Rashid nodded. "The OldTechs were obsessed with gender differences, Fullin: which traits were innate, which were just a result of training. In the years after OldTech civilization collapsed, it's not hard to believe that some of the star-siders set up a research program here — to see what happened when people had the chance to be both male and female…"

"Or both," Steck added.

"Indeed," Rashid said. "An experiment to see what differences persisted even when people saw both sides of the gender gap… and could straddle the middle if they wanted."

The sheet of blackness covering the gap in the fence was beginning to tatter. Holes opened in the goo as other regions began to thicken — a crisscross pattern congealing slowly into the familiar diamonds of chain-link. Red specks appeared on the black surface: simulated dots of rust. The underlying black changed color too, fading to metallic steel gray.

It had only taken a few minutes. Rashid had cut out a section of fence… and the fence had healed itself. I couldn't even see where the cuts had been made.

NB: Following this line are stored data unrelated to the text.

//! Input/output helpers.
//!
//! - series text ingest (`ingest`)
//! - CSV and series-text exports (`export`)
//! - AR spectrum JSON read/write (`spectrum`)

pub mod export;
pub mod ingest;
pub mod spectrum;

pub use export::*;
pub use ingest::*;
pub use spectrum::*;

"This is just some sort of machine?" I asked.

"Actually millions of tiny machines," Rashid said. "Bonded together to look like a fence. Same with the antenna."

"All just machines."

I thought of the Patriarch's Hand — another machine. And Hakoore had slyly told me, "Maybe the hand is older than the Patriarch, dating back to the founding of the cove." Another high-tech toy, brought to Earth by those who created this fence. I could imagine how traitors from the stars would love to give such a gift to their priesthood: a lie detector for keeping the rabble in line.

"So if Tober Cove is an experiment," I murmured, "or a demonstration… are they still watching us now?"

"No," Rashid said. "When the Sparks signed their treaty with the League, the star-siders were all obliged to leave. Since Master Crow and Mistress Gull still show up every year, I assume the whole process is mechanized. Computer-controlled, continuing to run itself on autopilot—"

"Wait a second," I interrupted. "You think that Master Crow and Mistress Gull are part of this too?"

"It's all the same package," he replied. "Master Crow and Mistress Gull are just airplanes, aren't they? Robot-driven planes that pick the Tober children…"

I let out a sigh of relief. Airplanes. The airplane argument. That familiar old refrain.

It put everything else in perspective.

Listen: Tobers know about airplanes. We've seen their pictures in OldTech books. And when someone from down-peninsula says, "Hey, your gods are just planes," it's hardly the complete refutation of all our beliefs that outsiders seem to think.

Yes, Tober children flew to Birds Home in airplanes. Mundane aircraft. Machines.

But why should that matter? Everything belonged to the gods. Machines were no less god-given than a stone or a leaf. And the planes weren't the real Master Crow or Mistress Gull — they were just tools held by divine hands. The real gods wore the planes' metal and machinery like unimportant clothing.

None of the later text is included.